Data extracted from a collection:
+--

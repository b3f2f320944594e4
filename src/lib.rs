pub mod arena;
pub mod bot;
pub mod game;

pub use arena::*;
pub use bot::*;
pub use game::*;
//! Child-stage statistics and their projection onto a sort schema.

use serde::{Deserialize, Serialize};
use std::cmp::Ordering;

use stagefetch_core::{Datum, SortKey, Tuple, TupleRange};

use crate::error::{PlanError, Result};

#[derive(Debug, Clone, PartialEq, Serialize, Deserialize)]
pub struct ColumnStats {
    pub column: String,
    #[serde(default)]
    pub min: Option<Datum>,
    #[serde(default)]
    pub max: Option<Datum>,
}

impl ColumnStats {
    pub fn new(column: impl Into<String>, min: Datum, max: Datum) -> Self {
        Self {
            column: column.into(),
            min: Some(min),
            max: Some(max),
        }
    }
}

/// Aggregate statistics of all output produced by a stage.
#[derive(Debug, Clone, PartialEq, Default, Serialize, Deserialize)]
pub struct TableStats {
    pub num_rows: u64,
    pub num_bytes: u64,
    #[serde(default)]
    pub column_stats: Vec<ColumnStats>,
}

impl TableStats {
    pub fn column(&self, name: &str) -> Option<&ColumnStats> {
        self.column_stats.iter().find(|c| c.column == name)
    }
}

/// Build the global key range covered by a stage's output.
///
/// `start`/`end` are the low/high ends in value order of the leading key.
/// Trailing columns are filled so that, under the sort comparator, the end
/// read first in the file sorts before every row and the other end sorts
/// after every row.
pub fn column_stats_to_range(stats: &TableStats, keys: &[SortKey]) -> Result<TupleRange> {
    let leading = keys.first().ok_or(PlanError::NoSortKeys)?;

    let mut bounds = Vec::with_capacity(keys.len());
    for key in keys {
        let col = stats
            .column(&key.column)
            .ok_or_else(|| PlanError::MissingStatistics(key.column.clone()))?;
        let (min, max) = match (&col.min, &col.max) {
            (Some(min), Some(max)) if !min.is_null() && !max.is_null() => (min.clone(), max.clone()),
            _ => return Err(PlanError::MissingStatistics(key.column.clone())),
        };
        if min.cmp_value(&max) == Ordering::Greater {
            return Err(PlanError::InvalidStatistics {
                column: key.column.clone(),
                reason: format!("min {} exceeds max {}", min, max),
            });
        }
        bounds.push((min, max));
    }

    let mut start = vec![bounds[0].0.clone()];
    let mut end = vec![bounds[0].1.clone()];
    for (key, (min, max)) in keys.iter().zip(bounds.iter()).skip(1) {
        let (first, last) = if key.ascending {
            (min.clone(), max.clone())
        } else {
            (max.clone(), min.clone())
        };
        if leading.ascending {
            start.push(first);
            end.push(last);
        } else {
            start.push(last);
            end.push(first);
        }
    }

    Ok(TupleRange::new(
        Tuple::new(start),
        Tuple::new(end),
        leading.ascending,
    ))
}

+--

▶ **Work to complete**:
Return word for word the line with "let (min, max)" and every line after it through the end of the records above.

▶ **Answer space**:
        let (min, max) = match (&col.min, &col.max) {
            (Some(min), Some(max)) if !min.is_null() && !max.is_null() => (min.clone(), max.clone()),
            _ => return Err(PlanError::MissingStatistics(key.column.clone())),
        };
        if min.cmp_value(&max) == Ordering::Greater {
            return Err(PlanError::InvalidStatistics {
                column: key.column.clone(),
                reason: format!("min {} exceeds max {}", min, max),
            });
        }
        bounds.push((min, max));
    }

    let mut start = vec![bounds[0].0.clone()];
    let mut end = vec![bounds[0].1.clone()];
    for (key, (min, max)) in keys.iter().zip(bounds.iter()).skip(1) {
        let (first, last) = if key.ascending {
            (min.clone(), max.clone())
        } else {
            (max.clone(), min.clone())
        };
        if leading.ascending {
            start.push(first);
            end.push(last);
        } else {
            start.push(last);
            end.push(first);
        }
    }

    Ok(TupleRange::new(
        Tuple::new(start),
        Tuple::new(end),
        leading.ascending,
    ))
}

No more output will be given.